Voor een verdere toelichting verwijst verzoeker naar de door hem bij het verzoek gevoegde bijlage (o.a. de aankondigingsbrief "Schijn der partijdigheid" d.d. 4 juli jl.).
2.6
Zowel de motivering van het onderhavige verzoek als de inhoud van de als bijlage gevoegde, aan de rechter gerichte, brief van 4 juli 2016, is moeilijk te volgen en bevat geen feiten of omstandigheden waaruit vooringenomenheid van de rechter of zwaarwegende aanwijzingen voor objectief gerechtvaardigde vrees daarvoor, zijn af te leiden. Bij gebreke van gronden is het wrakingsverzoek kennelijk niet-ontvankelijk. De mondelinge behandeling kan daarom achterwege blijven.
2.7
Omdat door verzoeker het middel tot wraking lichtvaardig, want zonder enige kenbare grondslag is ingezet, is naar het oordeel van de rechtbank sprake van misbruik van recht.
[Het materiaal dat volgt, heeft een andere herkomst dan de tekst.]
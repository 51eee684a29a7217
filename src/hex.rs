//! Axial/cube hex coordinate math
//!
//! Flat-top layout. Axial `(q, r)` is the canonical tile identity; cube
//! `(x, y, z)` with `x + y + z == 0` is used for distance and rounding.

use serde::{Deserialize, Serialize};

// =============================================================================
// COORDINATE TYPES
// =============================================================================

/// Integer axial hex coordinate.
#[derive(Clone, Copy, Debug, Default, PartialEq, Eq, Hash, PartialOrd, Ord, Serialize, Deserialize)]
pub struct AxialCoord {
    pub q: i32,
    pub r: i32,
}

/// Fractional axial coordinate, e.g. the result of an inverse projection.
#[derive(Clone, Copy, Debug, Default, PartialEq)]
pub struct FractionalAxial {
    pub q: f64,
    pub r: f64,
}

/// Integer cube coordinate. Always satisfies `x + y + z == 0`.
#[derive(Clone, Copy, Debug, PartialEq, Eq, Hash)]
pub struct CubeCoord {
    pub x: i32,
    pub y: i32,
    pub z: i32,
}

/// The six axial unit directions, clockwise starting East.
pub const HEX_DIRECTIONS: [AxialCoord; 6] = [
    AxialCoord { q: 1, r: 0 },
    AxialCoord { q: 1, r: -1 },
    AxialCoord { q: 0, r: -1 },
    AxialCoord { q: -1, r: 0 },
    AxialCoord { q: -1, r: 1 },
    AxialCoord { q: 0, r: 1 },
];

const SQRT_3: f64 = 1.732_050_807_568_877_2;

impl AxialCoord {
    pub const ORIGIN: AxialCoord = AxialCoord { q: 0, r: 0 };

    pub const fn new(q: i32, r: i32) -> Self {
        Self { q, r }
    }

    pub fn to_cube(self) -> CubeCoord {
        axial_to_cube(self.q, self.r)
    }

    pub fn distance(self, other: AxialCoord) -> i32 {
        distance_axial(self, other)
    }

    /// Neighbor in direction `dir` (taken modulo 6).
    pub fn neighbor(self, dir: usize) -> AxialCoord {
        self + HEX_DIRECTIONS[dir % 6]
    }

    /// All six neighbors in direction order.
    pub fn neighbors(self) -> [AxialCoord; 6] {
        HEX_DIRECTIONS.map(|d| self + d)
    }

    pub fn scale(self, k: i32) -> AxialCoord {
        AxialCoord::new(self.q * k, self.r * k)
    }
}

impl std::ops::Add for AxialCoord {
    type Output = AxialCoord;

    fn add(self, rhs: AxialCoord) -> AxialCoord {
        AxialCoord::new(self.q + rhs.q, self.r + rhs.r)
    }
}

impl std::ops::Sub for AxialCoord {
    type Output = AxialCoord;

    fn sub(self, rhs: AxialCoord) -> AxialCoord {
        AxialCoord::new(self.q - rhs.q, self.r - rhs.r)
    }
}

impl std::fmt::Display for AxialCoord {
    fn fmt(&self, f: &mut std::fmt::Formatter<'_>) -> std::fmt::Result {
        write!(f, "({}, {})", self.q, self.r)
    }
}

impl FractionalAxial {
    pub fn new(q: f64, r: f64) -> Self {
        Self { q, r }
    }

    pub fn round(self) -> AxialCoord {
        round_axial(self.q, self.r)
    }

    /// Linear interpolation in axial space.
    pub fn lerp(a: FractionalAxial, b: FractionalAxial, t: f64) -> FractionalAxial {
        FractionalAxial::new(a.q + (b.q - a.q) * t, a.r + (b.r - a.r) * t)
    }
}

impl From<AxialCoord> for FractionalAxial {
    fn from(c: AxialCoord) -> Self {
        FractionalAxial::new(c.q as f64, c.r as f64)
    }
}

// =============================================================================
// CONVERSIONS
// =============================================================================

pub fn axial_to_cube(q: i32, r: i32) -> CubeCoord {
    CubeCoord { x: q, y: -q - r, z: r }
}

pub fn cube_to_axial(cube: CubeCoord) -> AxialCoord {
    AxialCoord::new(cube.x, cube.z)
}

/// Snap a fractional axial coordinate to the nearest hex.
///
/// Each cube component is rounded independently, then the component with
/// the largest rounding error is rebuilt from the other two so the cube sum
/// stays zero.
pub fn round_axial(qf: f64, rf: f64) -> AxialCoord {
    let xf = qf;
    let zf = rf;
    let yf = -xf - zf;

    let mut rx = xf.round();
    let ry = yf.round();
    let mut rz = zf.round();

    let dx = (rx - xf).abs();
    let dy = (ry - yf).abs();
    let dz = (rz - zf).abs();

    if dx > dy && dx > dz {
        rx = -ry - rz;
    } else if dy <= dz {
        rz = -rx - ry;
    }
    // Otherwise y carried the largest error; it is implied by x and z.

    AxialCoord::new(rx as i32, rz as i32)
}

/// Hex distance: Chebyshev distance over cube coordinates.
pub fn distance_axial(a: AxialCoord, b: AxialCoord) -> i32 {
    let dq = a.q - b.q;
    let dr = a.r - b.r;
    ((dq.abs()) + (dr.abs()) + (dq + dr).abs()) / 2
}

/// Flat-top projection of an axial coordinate onto the world XZ plane.
pub fn axial_to_xz(q: f64, r: f64, hex_size: f64) -> (f64, f64) {
    let x = 1.5 * hex_size * q;
    let z = SQRT_3 * hex_size * (r + q / 2.0);
    (x, z)
}

/// Inverse of [`axial_to_xz`]. The result is fractional; callers round.
pub fn world_to_axial(x: f64, z: f64, hex_size: f64) -> FractionalAxial {
    if hex_size == 0.0 {
        return FractionalAxial::default();
    }
    let q = x / (1.5 * hex_size);
    let r = z / (SQRT_3 * hex_size) - q / 2.0;
    FractionalAxial::new(q, r)
}

/// Number of tiles in a hex disc of `radius` rings.
pub fn hex_disc_size(radius: i32) -> usize {
    if radius < 0 {
        return 0;
    }
    let r = radius as usize;
    1 + 3 * r * (r + 1)
}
De rechtbank zal daarom bepalen dat een volgend verzoek tot wraking van de rechter belast met de behandeling van de zaak van verzoeker niet in behandeling wordt genomen.
3. Het voorgaande leidt tot de navolgende beslissing

BESLISSING

De rechtbank:
 verklaart verzoeker niet ontvankelijk in zijn verzoek tot wraking van de rechter
 bepaalt dat een volgend verzoek tot wraking gericht tegen de rechter belast met de behandeling van de zaak van verzoeker niet meer in behandeling zal worden genomen;
 bepaalt dat de procedure geregistreerd onder zaaknummer 5093141 16-16226 wordt voortgezet in de stand waarin deze zich bevond op het moment dat het wrakingverzoek werd ingediend.
Deze beslissing is gegeven door mrs. N.C.H. Blankevoort, voorzitter A.W.J. Ros en A.J. Dondorp, leden, in aanwezigheid van F.C.H. Krieger, griffier. De beslissing is in het openbaar uitgesproken op 12 juli 2016.

Rechtsmiddel

Tegen deze beslissing staat geen voorziening open.